- Goal of the exercise -
Print verbatim the opening line of the material and every subsequent line through the one containing "in the identifier".

- Source material -
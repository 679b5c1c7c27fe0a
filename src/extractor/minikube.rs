//! Minikube kernel extractor
//!
//! Minikube artifacts are config URLs that carry the release directory and
//! the kernel they were built for, e.g.
//! `https://raw.githubusercontent.com/kubernetes/minikube/v1.24.0/deploy/iso/minikube-iso/board/coreos/minikube/linux_defconfig?kernel=4.19.202`.
//! The tokens are looked up in the whole identifier, not just the base name,
//! because the kernel token lives in the query string.

use regex::Regex;

use crate::extractor::path::base_name;
use crate::extractor::traits::Extractor;
use crate::extractor::types::ParsedArtifact;

pub struct MinikubeKernelExtractor {
    kernel_re: Regex,
    release_re: Regex,
}

impl MinikubeKernelExtractor {
    pub fn new() -> Self {
        Self {
            kernel_re: Regex::new(r"kernel=(\d+\.\d+\.\d+)").unwrap(),
            release_re: Regex::new(r"/(v\d+\.\d+\.\d+)/").unwrap(),
        }
    }

    /// Minikube release directory (e.g., "v1.24.0") embedded in the identifier
    pub fn release<'a>(&self, artifact: &'a str) -> Option<&'a str> {
        self.release_re
            .captures(artifact)
            .and_then(|caps| caps.get(1))
            .map(|m| m.as_str())
    }
}

impl Default for MinikubeKernelExtractor {
    fn default() -> Self {
        Self::new()
    }
}

impl Extractor for MinikubeKernelExtractor {
    fn extract(&self, artifact: &str) -> Option<ParsedArtifact> {
        let caps = self.kernel_re.captures(artifact)?;

        Some(ParsedArtifact {
            artifact: artifact.to_string(),
            base_name: base_name(artifact).to_string(),
            kernel_version: caps.get(1)?.as_str().to_string(),
            ..Default::default()
        })
    }
}

/// Major series of a kernel version (e.g., "4" for "4.19.202")
pub fn kernel_major(kernel_version: &str) -> &str {
    kernel_version
        .split_once('.')
        .map_or(kernel_version, |(major, _)| major)
}
//! Pool resolver trait for deciding whether two artifacts share an origin

#[cfg(test)]
use mockall::automock;

/// Trait for deriving the pool an artifact was listed from
#[cfg_attr(test, automock)]
pub trait PoolResolver: Send + Sync {
    /// Returns the pool identity of an artifact
    fn pool_of(&self, artifact: &str) -> String;

    /// Whether both artifacts come from the same pool
    ///
    /// Default implementation compares [`PoolResolver::pool_of`].
    fn same_pool(&self, a: &str, b: &str) -> bool {
        self.pool_of(a) == self.pool_of(b)
    }
}

/// Pool resolver keyed by URL host
///
/// - `http://security.debian.org/debian-security/pool/...` -> `security.debian.org`
/// - `http://user@mirror:8080/pool/...` -> `mirror:8080`
/// - `/local/path/pkg.deb` -> `""` (every bare path shares one pool)
#[derive(Debug, Default, Clone, Copy)]
pub struct HostPoolResolver;

impl PoolResolver for HostPoolResolver {
    fn pool_of(&self, artifact: &str) -> String {
        url_host(artifact).to_string()
    }
}

fn url_host(artifact: &str) -> &str {
    let Some((_, rest)) = artifact.split_once("://") else {
        return "";
    };

    let authority = rest
        .split(|c: char| matches!(c, '/' | '?' | '#'))
        .next()
        .unwrap_or_default();

    authority
        .rsplit_once('@')
        .map_or(authority, |(_, host)| host)
}
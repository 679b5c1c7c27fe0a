use thiserror::Error;

use crate::strategy::kind::StrategyKind;

/// Reasons a grouping call is aborted. No partial result is ever returned.
#[derive(Debug, Clone, Error, PartialEq, Eq)]
pub enum GroupingError {
    #[error("unknown strategy: {0}")]
    UnknownStrategy(String),

    /// Wrong number of inputs for the strategy
    #[error("{strategy}: bad package count: {reason}")]
    Precondition {
        strategy: StrategyKind,
        reason: String,
    },

    /// An artifact that must follow the convention's naming does not
    #[error("{artifact}: does not match {expected}")]
    Malformed { artifact: String, expected: String },

    /// Two artifacts claim a key that has to be unique
    #[error("file clash for {key}: {first}, {second}")]
    Clash {
        key: String,
        first: String,
        second: String,
    },

    /// A group cannot be completed
    #[error("{key}: {reason}")]
    Incomplete { key: String, reason: String },

    /// Matched artifacts come from different pools
    #[error(
        "invalid mixture of package pools: {first} ({first_pool}), {second} ({second_pool})"
    )]
    CrossPool {
        first: String,
        first_pool: String,
        second: String,
        second_pool: String,
    },
}
//! Debian kernel package extractors
//!
//! Debian (and Garden Linux, which follows it) ships kernel build inputs as
//! two families of `.deb` files:
//! - Build support: `linux-kbuild-5.10_5.10.46-4_amd64.deb`
//!   (kernel series `5.10`, package version `5.10.46-4`)
//! - Headers: `linux-headers-5.10.0-8-amd64_5.10.46-4_amd64.deb` and the
//!   arch-independent `linux-headers-5.10.0-8-common_5.10.46-4_all.deb`
//!   (kernel version `5.10.0-8`, package version `5.10.46-4`)
//!
//! Anything else in the listing is not ours and yields `None`.

use regex::Regex;

use crate::extractor::path::base_name;
use crate::extractor::traits::Extractor;
use crate::extractor::types::ParsedArtifact;

/// Extractor for `linux-kbuild-*` build-support packages
pub struct DebianBuildSupportExtractor {
    re: Regex,
}

impl DebianBuildSupportExtractor {
    pub fn new() -> Self {
        Self {
            re: Regex::new(r"^linux-kbuild-(\d+(?:\.\d+)*)_([^_]+)(?:_.*)?\.deb$").unwrap(),
        }
    }
}

impl Default for DebianBuildSupportExtractor {
    fn default() -> Self {
        Self::new()
    }
}

impl Extractor for DebianBuildSupportExtractor {
    fn extract(&self, artifact: &str) -> Option<ParsedArtifact> {
        extract_versions(&self.re, artifact)
    }
}

/// Extractor for `linux-headers-*` packages (arch-specific and common)
pub struct DebianHeaderExtractor {
    re: Regex,
}

impl DebianHeaderExtractor {
    pub fn new() -> Self {
        Self {
            // Garden Linux tags its ABI as "garden" instead of a number
            re: Regex::new(
                r"^linux-headers-(\d+(?:\.\d+)*-(?:\d+|garden))-[^_]+_([^_]+)(?:_.*)?\.deb$",
            )
            .unwrap(),
        }
    }
}

impl Default for DebianHeaderExtractor {
    fn default() -> Self {
        Self::new()
    }
}

impl Extractor for DebianHeaderExtractor {
    fn extract(&self, artifact: &str) -> Option<ParsedArtifact> {
        extract_versions(&self.re, artifact)
    }
}

fn extract_versions(re: &Regex, artifact: &str) -> Option<ParsedArtifact> {
    let name = base_name(artifact);
    let caps = re.captures(name)?;

    Some(ParsedArtifact {
        artifact: artifact.to_string(),
        base_name: name.to_string(),
        kernel_version: caps.get(1)?.as_str().to_string(),
        package_version: caps.get(2)?.as_str().to_string(),
        backport: None,
    })
}
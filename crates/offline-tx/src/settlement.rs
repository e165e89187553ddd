//! Relayer fee settlement after the primary transfer confirms

use crate::error::{LedgerError, SignatureError, TxResult};
use crate::nonce::NonceLedger;
use crate::payload::OfflineTransactionPayload;
use solana_sdk::message::Message;
use solana_sdk::pubkey::Pubkey;
use solana_sdk::signature::{Signature, Signer};
use solana_sdk::system_instruction;
use solana_sdk::transaction::Transaction;
use tracing::{info, warn};
use uuid::Uuid;

/// One transfer per distinct recorded relayer
#[derive(Debug, Clone, PartialEq, Eq)]
pub struct SettlementPlan {
    pub payload_id: Uuid,
    pub transfers: Vec<(Pubkey, u64)>,
}

impl SettlementPlan {
    pub fn for_payload(payload: &OfflineTransactionPayload) -> Self {
        let meta = &payload.relay_metadata;
        let mut transfers: Vec<(Pubkey, u64)> = Vec::with_capacity(meta.relayers.len());
        for relayer in &meta.relayers {
            if !transfers.iter().any(|(seen, _)| seen == relayer) {
                transfers.push((*relayer, meta.relayer_fee_per_hop));
            }
        }

        Self {
            payload_id: payload.id,
            transfers,
        }
    }

    pub fn total(&self) -> u64 {
        self.transfers
            .iter()
            .fold(0u64, |sum, (_, lamports)| sum.saturating_add(*lamports))
    }

    pub fn is_empty(&self) -> bool {
        self.transfers.is_empty()
    }
}

#[derive(Debug, Clone, PartialEq, Eq)]
pub struct RelayerPayout {
    pub relayer: Pubkey,
    pub lamports: u64,
    pub result: Result<Signature, LedgerError>,
}

/// Per-relayer results of a settlement
#[derive(Debug, Clone, PartialEq, Eq)]
pub struct SettlementReport {
    pub payload_id: Uuid,
    pub payouts: Vec<RelayerPayout>,
}

impl SettlementReport {
    pub fn paid(&self) -> impl Iterator<Item = &RelayerPayout> {
        self.payouts.iter().filter(|p| p.result.is_ok())
    }

    pub fn failures(&self) -> impl Iterator<Item = &RelayerPayout> {
        self.payouts.iter().filter(|p| p.result.is_err())
    }

    pub fn total_paid(&self) -> u64 {
        self.paid()
            .fold(0u64, |sum, payout| sum.saturating_add(payout.lamports))
    }
}

/// Pay every recorded relayer, but only once `primary_signature` is confirmed
///
/// A failed payout does not stop the others.
pub async fn settle_relayer_fees<L: NonceLedger + ?Sized>(
    ledger: &L,
    payer: &(dyn Signer + Sync),
    payload: &OfflineTransactionPayload,
    primary_signature: &Signature,
) -> TxResult<SettlementReport> {
    if !ledger.confirm_signature(primary_signature).await? {
        return Err(LedgerError::NotConfirmed(*primary_signature).into());
    }

    let plan = SettlementPlan::for_payload(payload);
    let mut payouts = Vec::with_capacity(plan.transfers.len());

    for (relayer, lamports) in plan.transfers {
        if lamports == 0 {
            continue;
        }
        let result = pay_relayer(ledger, payer, &relayer, lamports).await;
        match &result {
            Ok(signature) => info!(
                "Paid relayer {} {} lamports for payload {} ({})",
                relayer, lamports, payload.id, signature
            ),
            Err(e) => warn!(
                "Relayer {} payout for payload {} failed: {}",
                relayer, payload.id, e
            ),
        }
        payouts.push(RelayerPayout {
            relayer,
            lamports,
            result,
        });
    }

    Ok(SettlementReport {
        payload_id: payload.id,
        payouts,
    })
}

async fn pay_relayer<L: NonceLedger + ?Sized>(
    ledger: &L,
    payer: &(dyn Signer + Sync),
    relayer: &Pubkey,
    lamports: u64,
) -> Result<Signature, LedgerError> {
    let blockhash = ledger.latest_blockhash().await?;
    let payer_key = payer.pubkey();
    let message = Message::new_with_blockhash(
        &[system_instruction::transfer(&payer_key, relayer, lamports)],
        Some(&payer_key),
        &blockhash,
    );

    let signature = payer
        .try_sign_message(&message.serialize())
        .map_err(|e| LedgerError::SubmitFailed(SignatureError::from(e).to_string()))?;
    let transaction = Transaction {
        signatures: vec![signature],
        message,
    };

    ledger.submit_transaction(&transaction).await
}
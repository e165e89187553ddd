use tracing_subscriber::{layer::SubscriberExt, util::SubscriberInitExt, EnvFilter};

const DEFAULT_DIRECTIVES: &str = "info,btleplug=warn,bluer=warn,solana_client=warn";
const DEFAULT_PRETTY_DIRECTIVES: &str = "debug,btleplug=warn,bluer=warn,solana_client=warn";

/// Initialize logging with structured JSON output
///
/// Respects `RUST_LOG`; falls back to info level with the radio and RPC stacks quietened.
pub fn init_logging() -> anyhow::Result<()> {
    let env_filter = EnvFilter::try_from_default_env()
        .unwrap_or_else(|_| EnvFilter::new(DEFAULT_DIRECTIVES));

    let fmt_layer = tracing_subscriber::fmt::layer()
        .with_target(true)
        .with_thread_ids(true)
        .with_thread_names(true)
        .with_file(true)
        .with_line_number(true)
        .json();

    tracing_subscriber::registry()
        .with(env_filter)
        .with(fmt_layer)
        .try_init()?;

    tracing::info!("Logging initialized");
    Ok(())
}

/// Initialize logging with pretty output for development
pub fn init_logging_pretty() -> anyhow::Result<()> {
    let env_filter = EnvFilter::try_from_default_env()
        .unwrap_or_else(|_| EnvFilter::new(DEFAULT_PRETTY_DIRECTIVES));

    let fmt_layer = tracing_subscriber::fmt::layer()
        .with_target(true)
        .with_thread_ids(false)
        .with_file(true)
        .with_line_number(true)
        .pretty();

    tracing_subscriber::registry()
        .with(env_filter)
        .with(fmt_layer)
        .try_init()?;

    tracing::info!("Logging initialized (pretty mode)");
    Ok(())
}

/// Pick the output format from `LOG_FORMAT` (`pretty` or `json`, default json)
pub fn init_from_env() -> anyhow::Result<()> {
    match std::env::var("LOG_FORMAT").as_deref() {
        Ok("pretty") => init_logging_pretty(),
        _ => init_logging(),
    }
}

- Solution below -
repository 679b5c1c7c27fe0a
filename src/extractor/minikube.rs
//! Minikube kernel extractor
//!
//! Minikube artifacts are config URLs that carry the release directory and
//! the kernel they were built for, e.g.
//! `https://raw.githubusercontent.com/kubernetes/minikube/v1.24.0/deploy/iso/minikube-iso/board/coreos/minikube/linux_defconfig?kernel=4.19.202`.
//! The tokens are looked up in the whole identifier, not just the base name,
//! because the kernel token lives in the query string.

use regex::Regex;

use crate::extractor::path::base_name;
use crate::extractor::traits::Extractor;
use crate::extractor::types::ParsedArtifact;

pub struct MinikubeKernelExtractor {
    kernel_re: Regex,
    release_re: Regex,
}

impl MinikubeKernelExtractor {
    pub fn new() -> Self {
        Self {
            kernel_re: Regex::new(r"kernel=(\d+\.\d+\.\d+)").unwrap(),
            release_re: Regex::new(r"/(v\d+\.\d+\.\d+)/").unwrap(),
        }
    }

    /// Minikube release directory (e.g., "v1.24.0") embedded in the identifier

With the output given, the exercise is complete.